### Exercise brief
Word for word, retype every record in the listing.

### Data records
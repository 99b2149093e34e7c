use crate::types::{CaseExecutionState, Transition};
use uuid::Uuid;

/// Errors surfaced by the case engine.
///
/// `NotAllowed` and `NotFound` are always recoverable by the caller and never
/// retried automatically. A `DomainFault` propagates past the transition
/// boundary *without* rolling back the state change already applied; a
/// `FatalListener` aborts the transition, leaving state unchanged.
#[derive(Debug, thiserror::Error)]
pub enum CaseError {
    #[error("transition {transition} is not allowed in state {state}")]
    NotAllowed {
        transition: Transition,
        state: CaseExecutionState,
    },

    #[error("case execution {0} not found")]
    NotFound(Uuid),

    #[error("domain fault {code}: {message}")]
    DomainFault { code: String, message: String },

    #[error("listener failed during {transition}")]
    FatalListener {
        transition: Transition,
        #[source]
        source: anyhow::Error,
    },

    #[error("invalid case model: {0}")]
    InvalidModel(String),

    #[error(transparent)]
    Storage(#[from] anyhow::Error),
}

pub type CaseResult<T> = Result<T, CaseError>;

### Task response
repository 99b2149093e34e7c
use crate::types::{CaseExecutionState, Transition};
use uuid::Uuid;

/// Errors surfaced by the case engine.
///
/// `NotAllowed` and `NotFound` are always recoverable by the caller and never
/// retried automatically. A `DomainFault` propagates past the transition
/// boundary *without* rolling back the state change already applied; a
/// `FatalListener` aborts the transition, leaving state unchanged.
#[derive(Debug, thiserror::Error)]
pub enum CaseError {
    #[error("transition {transition} is not allowed in state {state}")]
    NotAllowed {
        transition: Transition,
        state: CaseExecutionState,
    },

    #[error("case execution {0} not found")]
    NotFound(Uuid),

    #[error("domain fault {code}: {message}")]
    DomainFault { code: String, message: String },

    #[error("listener failed during {transition}")]
    FatalListener {
        transition: Transition,
        #[source]
        source: anyhow::Error,
    },

    #[error("invalid case model: {0}")]
    InvalidModel(String),

    #[error(transparent)]
    Storage(#[from] anyhow::Error),
}

pub type CaseResult<T> = Result<T, CaseError>;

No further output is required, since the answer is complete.